▶ [Exercise]: Print nothing but the lines below starting at the line that holds "observer.on_non_operation_failure(message, error);" and ending at the line that holds "use super::*;", including both, each exactly as written.

▶ [Dataset excerpts]:
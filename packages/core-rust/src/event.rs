//! Immutable event records, one variant per observable occurrence.
//!
//! A record carries exactly what is needed to replay the matching
//! [`Observer`] callback later, possibly on another thread. Buffers are held
//! as [`Bytes`], which cannot be mutated through a shared handle, so the
//! producer is free to reuse its own buffer once the record is built.

use std::any::Any;
use std::fmt;
use std::sync::Arc;

use bytes::Bytes;
use http::StatusCode;

use crate::context::RequestContext;
use crate::observer::Observer;
use crate::operation::Operation;

/// Error value shared between every observer that sees a failure record.
pub type SharedError = Arc<anyhow::Error>;

/// Decoded request or response body attached to an event.
pub type Payload = Arc<dyn PayloadValue>;

/// A value that can ride along in a record as a payload.
///
/// Blanket-implemented for every `Debug + Send + Sync + 'static` type.
pub trait PayloadValue: Any + fmt::Debug + Send + Sync {
    /// Fully qualified type name of the payload.
    fn type_name(&self) -> &'static str;

    /// Upcast for downcasting by observers that know the concrete type.
    fn as_any(&self) -> &dyn Any;
}

impl<T: Any + fmt::Debug + Send + Sync> PayloadValue for T {
    fn type_name(&self) -> &'static str {
        std::any::type_name::<T>()
    }

    fn as_any(&self) -> &dyn Any {
        self
    }
}

/// Type name of the value inside a payload handle.
///
/// `Payload` itself satisfies the blanket impl, so calling `type_name()` on
/// the handle would report the `Arc` rather than its contents.
#[must_use]
pub fn payload_type_name(payload: &Payload) -> &'static str {
    (**payload).type_name()
}

/// Numeric value of a named metric.
#[derive(Debug, Clone, Copy, PartialEq)]
pub enum MetricValue {
    Int(i64),
    Float(f64),
}

impl MetricValue {
    /// Value as a float, for sinks that only take `f64`.
    #[must_use]
    #[allow(clippy::cast_precision_loss)]
    pub fn as_f64(self) -> f64 {
        match self {
            Self::Int(v) => v as f64,
            Self::Float(v) => v,
        }
    }
}

impl fmt::Display for MetricValue {
    fn fmt(&self, f: &mut fmt::Formatter<'_>) -> fmt::Result {
        match self {
            Self::Int(v) => write!(f, "{v}"),
            Self::Float(v) => write!(f, "{v}"),
        }
    }
}

impl From<i64> for MetricValue {
    fn from(v: i64) -> Self {
        Self::Int(v)
    }
}

impl From<i32> for MetricValue {
    fn from(v: i32) -> Self {
        Self::Int(i64::from(v))
    }
}

impl From<u32> for MetricValue {
    fn from(v: u32) -> Self {
        Self::Int(i64::from(v))
    }
}

impl From<f64> for MetricValue {
    fn from(v: f64) -> Self {
        Self::Float(v)
    }
}

/// One lifecycle occurrence, ready to be replayed onto any observer.
#[derive(Debug, Clone)]
pub enum EventRecord<O: Operation> {
    /// The hosting process started.
    Startup,
    /// The hosting process is shutting down.
    Shutdown,
    /// A unit of work (worker, listener, verticle) was launched.
    Launched { unit: String, message: String },
    /// A unit of work failed to launch.
    LaunchFailed {
        unit: String,
        options: serde_json::Value,
        error: SharedError,
    },
    RequestStarted {
        op: O,
        ctx: Arc<RequestContext>,
    },
    HandlerEntered {
        op: O,
        ctx: Arc<RequestContext>,
        handler: &'static str,
    },
    PayloadReadBefore {
        op: O,
        ctx: Arc<RequestContext>,
        handler: &'static str,
        buffer: Bytes,
    },
    PayloadReadAfter {
        op: O,
        ctx: Arc<RequestContext>,
        handler: &'static str,
        payload: Option<Payload>,
    },
    ResponseSendBefore {
        op: O,
        ctx: Arc<RequestContext>,
        payload: Option<Payload>,
    },
    ResponseSendAfter {
        op: O,
        ctx: Arc<RequestContext>,
        status: StatusCode,
    },
    ResponseCompleted {
        op: O,
        ctx: Arc<RequestContext>,
        status: StatusCode,
    },
    Failure {
        op: O,
        ctx: Arc<RequestContext>,
        error: SharedError,
    },
    /// A failure not tied to any request, e.g. a background task.
    NonOperationFailure { message: String, error: SharedError },
    Metric {
        op: O,
        ctx: Arc<RequestContext>,
        name: String,
        value: MetricValue,
    },
    /// Free-form named event, optionally tied to an operation.
    Event {
        op: Option<O>,
        name: String,
        payload: Option<Payload>,
    },
}

impl<O: Operation> EventRecord<O> {
    /// Builds a payload-read record from a borrowed buffer, taking a private copy.
    #[must_use]
    pub fn payload_read_before(
        op: O,
        ctx: Arc<RequestContext>,
        handler: &'static str,
        buffer: &[u8],
    ) -> Self {
        Self::PayloadReadBefore {
            op,
            ctx,
            handler,
            buffer: Bytes::copy_from_slice(buffer),
        }
    }

    /// Short, stable name of the variant.
    #[must_use]
    pub fn kind(&self) -> &'static str {
        match self {
            Self::Startup => "startup",
            Self::Shutdown => "shutdown",
            Self::Launched { .. } => "launched",
            Self::LaunchFailed { .. } => "launch-failed",
            Self::RequestStarted { .. } => "request-started",
            Self::HandlerEntered { .. } => "handler-entered",
            Self::PayloadReadBefore { .. } => "payload-read-before",
            Self::PayloadReadAfter { .. } => "payload-read-after",
            Self::ResponseSendBefore { .. } => "response-send-before",
            Self::ResponseSendAfter { .. } => "response-send-after",
            Self::ResponseCompleted { .. } => "response-completed",
            Self::Failure { .. } => "failure",
            Self::NonOperationFailure { .. } => "non-operation-failure",
            Self::Metric { .. } => "metric",
            Self::Event { .. } => "event",
        }
    }

    /// Request context the record refers to, if any.
    #[must_use]
    pub fn context(&self) -> Option<&Arc<RequestContext>> {
        match self {
            Self::RequestStarted { ctx, .. }
            | Self::HandlerEntered { ctx, .. }
            | Self::PayloadReadBefore { ctx, .. }
            | Self::PayloadReadAfter { ctx, .. }
            | Self::ResponseSendBefore { ctx, .. }
            | Self::ResponseSendAfter { ctx, .. }
            | Self::ResponseCompleted { ctx, .. }
            | Self::Failure { ctx, .. }
            | Self::Metric { ctx, .. } => Some(ctx),
            Self::Startup
            | Self::Shutdown
            | Self::Launched { .. }
            | Self::LaunchFailed { .. }
            | Self::NonOperationFailure { .. }
            | Self::Event { .. } => None,
        }
    }

    /// Invokes the observer callback matching this record.
    pub fn replay(&self, observer: &dyn Observer<O>) {
        match self {
            Self::Startup => observer.on_startup(),
            Self::Shutdown => observer.on_shutdown(),
            Self::Launched { unit, message } => observer.on_launched(unit, message),
            Self::LaunchFailed {
                unit,
                options,
                error,
            } => observer.on_launch_failure(unit, options, error),
            Self::RequestStarted { op, ctx } => observer.on_start_request(*op, ctx),
            Self::HandlerEntered { op, ctx, handler } => {
                observer.on_enter_handler(*op, ctx, handler);
            }
            Self::PayloadReadBefore {
                op,
                ctx,
                handler,
                buffer,
            } => observer.on_before_payload_read(*op, ctx, handler, buffer),
            Self::PayloadReadAfter {
                op,
                ctx,
                handler,
                payload,
            } => observer.on_after_payload_read(*op, ctx, handler, payload.as_ref()),
            Self::ResponseSendBefore { op, ctx, payload } => {
                observer.on_before_send_response(*op, ctx, payload.as_ref());
            }
            Self::ResponseSendAfter { op, ctx, status } => {
                observer.on_after_send_response(*op, ctx, *status);
            }
            Self::ResponseCompleted { op, ctx, status } => {
                observer.on_response_completed(*op, ctx, *status);
            }
            Self::Failure { op, ctx, error } => observer.on_failure(*op, ctx, error),
            Self::NonOperationFailure { message, error } => {
                observer.on_non_operation_failure(message, error);
            }
            Self::Metric {
                op,
                ctx,
                name,
                value,
            } => observer.on_metric(*op, ctx, name, *value),
            Self::Event { op, name, payload } => observer.on_event(*op, name, payload.as_ref()),
        }
    }
}

#[cfg(test)]
mod tests {
    use parking_lot::Mutex;

    use super::*;

    #[derive(Debug, Clone, Copy, PartialEq, Eq)]
    enum Ops {
        Upload,
    }

    impl Operation for Ops {
        fn name(&self) -> &'static str {
            "UPLOAD"
        }
    }

    #[derive(Default)]
    struct Recorder {
        seen: Mutex<Vec<String>>,
    }

    impl Observer<Ops> for Recorder {
        fn on_startup(&self) {
            self.seen.lock().push("startup".to_string());
        }

        fn on_before_payload_read(
            &self,
            _op: Ops,
            _ctx: &RequestContext,
            handler: &'static str,
            buffer: &Bytes,
        ) {
            self.seen
                .lock()
                .push(format!("read {handler} {}", buffer.len()));
        }

        fn on_metric(&self, _op: Ops, _ctx: &RequestContext, name: &str, value: MetricValue) {
            self.seen.lock().push(format!("{name}={value}"));
        }

        fn on_event(&self, op: Option<Ops>, name: &str, payload: Option<&Payload>) {
            let type_name = payload.map_or("-", payload_type_name);
            self.seen.lock().push(format!("{op:?} {name} {type_name}"));
        }
    }

    #[test]
    fn payload_read_record_owns_a_private_copy() {
        let ctx = Arc::new(RequestContext::new(http::Method::POST, "/upload"));
        let mut buffer = vec![1_u8, 2, 3];
        let record = EventRecord::payload_read_before(Ops::Upload, ctx, "BodyHandler", &buffer);

        // Producer reuses its buffer after submission.
        buffer.clear();
        buffer.extend_from_slice(&[9, 9, 9, 9, 9]);

        let EventRecord::PayloadReadBefore { buffer: copy, .. } = &record else {
            panic!("wrong variant");
        };
        assert_eq!(&copy[..], &[1_u8, 2, 3]);
    }

    #[test]
    fn replay_invokes_matching_callback() {
        let ctx = Arc::new(RequestContext::new(http::Method::GET, "/things"));
        let recorder = Recorder::default();

        EventRecord::<Ops>::Startup.replay(&recorder);
        EventRecord::payload_read_before(Ops::Upload, Arc::clone(&ctx), "Body", b"abcd")
            .replay(&recorder);
        EventRecord::Metric {
            op: Ops::Upload,
            ctx,
            name: "bytes".to_string(),
            value: MetricValue::from(42_i64),
        }
        .replay(&recorder);
        EventRecord::Event {
            op: Some(Ops::Upload),
            name: "cache-miss".to_string(),
            payload: Some(Arc::new(7_u32) as Payload),
        }
        .replay(&recorder);
        // Default no-op bodies swallow everything else.
        EventRecord::<Ops>::Shutdown.replay(&recorder);

        let seen = recorder.seen.lock();
        assert_eq!(
            *seen,
            vec![
                "startup".to_string(),
                "read Body 4".to_string(),
                "bytes=42".to_string(),
                "Some(Upload) cache-miss u32".to_string(),
            ]
        );
    }

    #[test]
    fn context_is_exposed_only_for_request_variants() {
        let ctx = Arc::new(RequestContext::new(http::Method::GET, "/"));
        let started = EventRecord::RequestStarted {
            op: Ops::Upload,
            ctx: Arc::clone(&ctx),
        };
        assert!(Arc::ptr_eq(started.context().unwrap(), &ctx));
        assert_eq!(started.kind(), "request-started");
        assert!(EventRecord::<Ops>::Startup.context().is_none());
    }

    #[test]
    fn metric_value_display_and_conversion() {
        assert_eq!(MetricValue::from(3_i32).to_string(), "3");
        assert_eq!(MetricValue::from(1.5_f64).to_string(), "1.5");
        assert!((MetricValue::Int(2).as_f64() - 2.0).abs() < f64::EPSILON);
    }
}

▶ [Answer area]:
                observer.on_non_operation_failure(message, error);
            }
            Self::Metric {
                op,
                ctx,
                name,
                value,
            } => observer.on_metric(*op, ctx, name, *value),
            Self::Event { op, name, payload } => observer.on_event(*op, name, payload.as_ref()),
        }
    }
}

#[cfg(test)]
mod tests {
    use parking_lot::Mutex;

    use super::*;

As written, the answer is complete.